Two months ago we highlighted a few lessons the energy industry could learn from the acquisition of Whole Foods. Now that the purchase is complete, we thought we'd share three more lessons we can glean from the multi-billion dollar deal.
1. Act quickly
Amazon managed to complete this purchase in nearly three months, which is unusually quick for such a large transaction. Then, when Amazon had just barely closed the $13.7 billion deal last Monday, Amazon and Whole Foods jointly announced that they would now be offering lower prices on select products, with more coming soon. That took less than a day.
It’s not just about taking action but doing it quickly and loudly. It’s about speed.
How many hoops do people in your organization have to jump through to take action? What’s slowing them down?
2. Innovate for the long-term
We made a similar point in our last post but we think it’s worth reiterating. By lowering prices immediately, Amazon will certainly be cutting its profit margins. For now.
But with its skills in this arena there’s immense revenue growth potential. Some business decisions require a longer ROI plan.
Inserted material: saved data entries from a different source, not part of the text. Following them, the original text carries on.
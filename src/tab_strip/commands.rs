//! Command-level operations built on top of the basic model API: the
//! add/close/select helpers bound to browser commands, and the tab context
//! menu.

use std::fmt;
use std::str::FromStr;

use serde::{Deserialize, Serialize};
use tab_strip_config::PageTransition;

use super::{AddTabFlags, CloseTabFlags, TabStripModel};
use crate::contents::ContentsHandle;
use crate::error::TabStripError;

/// Commands offered by the tab context menu.
#[derive(Debug, Clone, Copy, PartialEq, Eq, Hash, Serialize, Deserialize)]
#[serde(rename_all = "snake_case")]
pub enum ContextMenuCommand {
    NewTab,
    Reload,
    Duplicate,
    CloseTab,
    CloseOtherTabs,
    CloseTabsToRight,
    RestoreTab,
    TogglePinned,
}

impl ContextMenuCommand {
    /// Every command, in menu order.
    pub fn all() -> &'static [ContextMenuCommand] {
        &[
            ContextMenuCommand::NewTab,
            ContextMenuCommand::Reload,
            ContextMenuCommand::Duplicate,
            ContextMenuCommand::CloseTab,
            ContextMenuCommand::CloseOtherTabs,
            ContextMenuCommand::CloseTabsToRight,
            ContextMenuCommand::RestoreTab,
            ContextMenuCommand::TogglePinned,
        ]
    }

    /// Action name used in key bindings and serialized state.
    pub fn as_str(&self) -> &'static str {
        match self {
            ContextMenuCommand::NewTab => "new_tab",
            ContextMenuCommand::Reload => "reload",
            ContextMenuCommand::Duplicate => "duplicate",
            ContextMenuCommand::CloseTab => "close_tab",
            ContextMenuCommand::CloseOtherTabs => "close_other_tabs",
            ContextMenuCommand::CloseTabsToRight => "close_tabs_to_right",
            ContextMenuCommand::RestoreTab => "restore_tab",
            ContextMenuCommand::TogglePinned => "toggle_pinned",
        }
    }
}

impl fmt::Display for ContextMenuCommand {
    fn fmt(&self, f: &mut fmt::Formatter<'_>) -> fmt::Result {
        f.write_str(self.as_str())
    }
}

impl FromStr for ContextMenuCommand {
    type Err = TabStripError;

    fn from_str(s: &str) -> Result<Self, Self::Err> {
        ContextMenuCommand::all()
            .iter()
            .copied()
            .find(|command| command.as_str() == s)
            .ok_or_else(|| TabStripError::UnknownCommand(s.to_string()))
    }
}

impl TabStripModel {
    /// Add `contents` the way a browser command would.
    ///
    /// Unless `flags.force_index` is set, the order controller picks the
    /// position and `index` is ignored. With `force_index`, an absent or
    /// out-of-range index means "append". Link opens and typed opens at the
    /// end of the strip remember the active tab as their opener. Returns the
    /// index the tab ended up at.
    pub fn add_tab(
        &mut self,
        contents: ContentsHandle,
        index: Option<usize>,
        transition: PageTransition,
        flags: AddTabFlags,
    ) -> usize {
        let mut flags = flags;
        let strip = self.strip_state();

        let index = if flags.force_index {
            match index {
                Some(index) if index <= strip.count => index,
                _ => self
                    .order_controller
                    .determine_insertion_index_for_appending(&strip),
            }
        } else {
            if transition == PageTransition::Link {
                flags.inherit_group = true;
            }
            self.order_controller
                .determine_insertion_index(&strip, &contents, transition, flags.active)
        };

        if transition == PageTransition::Typed && index == strip.count {
            flags.inherit_group = true;
        }

        log::debug!(
            "Adding tab for {} transition at index {}",
            transition.as_str(),
            index
        );
        self.insert_tab_at(index, contents, flags.with(AddTabFlags::FORCE_INDEX))
    }

    /// Ask the delegate for blank contents and add them as a typed open.
    pub fn add_blank_tab(&mut self, foreground: bool) -> usize {
        let contents = self.delegate.add_blank_tab(foreground);
        let flags = if foreground {
            AddTabFlags::ACTIVE
        } else {
            AddTabFlags::NONE
        };
        self.add_tab(contents, None, PageTransition::Typed, flags)
    }

    /// Close the active tab as if the user asked for it. Returns false if
    /// there is no active tab or the close did not happen immediately.
    pub fn close_active_tab(&mut self) -> bool {
        match self.active_index {
            Some(index) => self.close_tab_at(
                index,
                CloseTabFlags::USER_GESTURE.with(CloseTabFlags::CREATE_HISTORICAL_TAB),
            ),
            None => false,
        }
    }

    /// Activate the tab to the right of the active one, wrapping around.
    pub fn select_next_tab(&mut self) {
        self.select_relative_tab(true);
    }

    /// Activate the tab to the left of the active one, wrapping around.
    pub fn select_previous_tab(&mut self) {
        self.select_relative_tab(false);
    }

    pub fn select_last_tab(&mut self) {
        if let Some(last) = self.tabs.len().checked_sub(1) {
            self.select_tab_at(last, true);
        }
    }

    /// Move the active tab one slot to the right. Returns whether it moved.
    pub fn move_tab_next(&mut self) -> bool {
        let Some(active) = self.active_index else {
            return false;
        };
        let target = (active + 1).min(self.tabs.len() - 1);
        self.move_tab(active, target, true)
    }

    /// Move the active tab one slot to the left. Returns whether it moved.
    pub fn move_tab_previous(&mut self) -> bool {
        let Some(active) = self.active_index else {
            return false;
        };
        self.move_tab(active, active.saturating_sub(1), true)
    }

    fn select_relative_tab(&mut self, next: bool) {
        let (Some(active), count) = (self.active_index, self.tabs.len()) else {
            return;
        };
        let index = if next {
            (active + 1) % count
        } else {
            (active + count - 1) % count
        };
        self.select_tab_at(index, true);
    }

    // ------------------------------------------------------------------
    // Context menu
    // ------------------------------------------------------------------

    pub fn is_context_menu_command_enabled(
        &self,
        context_index: usize,
        command: ContextMenuCommand,
    ) -> bool {
        self.assert_contains(context_index);
        match command {
            ContextMenuCommand::NewTab | ContextMenuCommand::CloseTab => {
                self.delegate.can_close_any()
            }
            ContextMenuCommand::Reload => self.tabs[context_index].contents.can_reload(),
            ContextMenuCommand::Duplicate => self.delegate.can_duplicate_at(context_index),
            ContextMenuCommand::CloseOtherTabs => {
                let first_non_mini = self.index_of_first_non_mini_tab();
                let non_mini = self.tabs.len() - first_non_mini;
                non_mini > 1 || (non_mini == 1 && context_index != first_non_mini)
            }
            ContextMenuCommand::CloseTabsToRight => {
                self.tabs.len() != self.index_of_first_non_mini_tab()
                    && context_index < self.tabs.len() - 1
            }
            ContextMenuCommand::RestoreTab => self.delegate.can_restore_tab(),
            ContextMenuCommand::TogglePinned => !self.tabs[context_index].is_app(),
        }
    }

    pub fn is_context_menu_command_checked(
        &self,
        context_index: usize,
        command: ContextMenuCommand,
    ) -> bool {
        self.assert_contains(context_index);
        match command {
            ContextMenuCommand::TogglePinned => self.tabs[context_index].pinned,
            _ => false,
        }
    }

    /// Run `command` against the tab at `context_index`. Disabled commands
    /// are ignored.
    pub fn execute_context_menu_command(
        &mut self,
        context_index: usize,
        command: ContextMenuCommand,
    ) {
        if !self.is_context_menu_command_enabled(context_index, command) {
            log::warn!(
                "Ignoring disabled command {} on tab {}",
                command,
                context_index
            );
            return;
        }
        log::info!("Executing {} on tab {}", command, context_index);

        match command {
            ContextMenuCommand::NewTab => {
                let contents = self.delegate.add_blank_tab(true);
                self.add_tab(
                    contents,
                    Some(context_index + 1),
                    PageTransition::Typed,
                    AddTabFlags::ACTIVE.with(AddTabFlags::FORCE_INDEX),
                );
            }
            ContextMenuCommand::Reload => {
                self.tabs[context_index].contents.reload();
            }
            ContextMenuCommand::Duplicate => {
                self.delegate.duplicate_at(context_index);
            }
            ContextMenuCommand::CloseTab => {
                self.close_tab_at(
                    context_index,
                    CloseTabFlags::USER_GESTURE.with(CloseTabFlags::CREATE_HISTORICAL_TAB),
                );
            }
            ContextMenuCommand::CloseOtherTabs | ContextMenuCommand::CloseTabsToRight => {
                let indices = self.indices_closed_by_command(context_index, command);
                self.internal_close_tabs(&indices, CloseTabFlags::CREATE_HISTORICAL_TAB);
            }
            ContextMenuCommand::RestoreTab => {
                self.delegate.restore_tab();
            }
            ContextMenuCommand::TogglePinned => {
                self.select_tab_at(context_index, true);
                let pinned = self.tabs[context_index].pinned;
                self.set_tab_pinned(context_index, !pinned);
            }
        }
    }

    /// Indices `command` would close if run against `context_index`,
    /// highest first.
    pub fn indices_closed_by_command(
        &self,
        context_index: usize,
        command: ContextMenuCommand,
    ) -> Vec<usize> {
        self.assert_contains(context_index);
        match command {
            ContextMenuCommand::CloseTab => vec![context_index],
            ContextMenuCommand::CloseTabsToRight => {
                let start = (context_index + 1).max(self.index_of_first_non_mini_tab());
                (start..self.tabs.len()).rev().collect()
            }
            ContextMenuCommand::CloseOtherTabs => (self.index_of_first_non_mini_tab()
                ..self.tabs.len())
                .rev()
                .filter(|&index| index != context_index)
                .collect(),
            _ => Vec::new(),
        }
    }
}

#[cfg(test)]
mod tests {
    use super::*;

    #[test]
    fn parses_action_names() {
        for command in ContextMenuCommand::all() {
            assert_eq!(command.as_str().parse::<ContextMenuCommand>().ok(), Some(*command));
        }
    }

    #[test]
    fn unknown_action_is_an_error() {
        let err = "close_everything".parse::<ContextMenuCommand>().unwrap_err();
        assert!(matches!(err, TabStripError::UnknownCommand(ref name) if name == "close_everything"));
        assert_eq!(err.to_string(), "unknown context menu command: close_everything");
    }

    #[test]
    fn serde_uses_action_names() {
        let json = serde_json::to_string(&ContextMenuCommand::CloseTabsToRight).unwrap();
        assert_eq!(json, "\"close_tabs_to_right\"");
    }
}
Are you innovating to lead the way or keep up?
3. Play to your strengths
We, like many others, predicted that Amazon would make Whole Foods more affordable. Whole Foods needed to do something to stay competitive, and a lower price point approach is what Amazon does best. It’s a huge contributing factor to their past success and they're extending that know-how to their new grocery chain.
Are you capitalizing on what you do best?
Just as the grocery industry is preparing for the arrival of an innovative new competitor, the energy industry also needs to be preparing for disruptors to enter its space. It’s not enough to just react to changing environments.
To stay competitive, you need to be proactive about making changes now.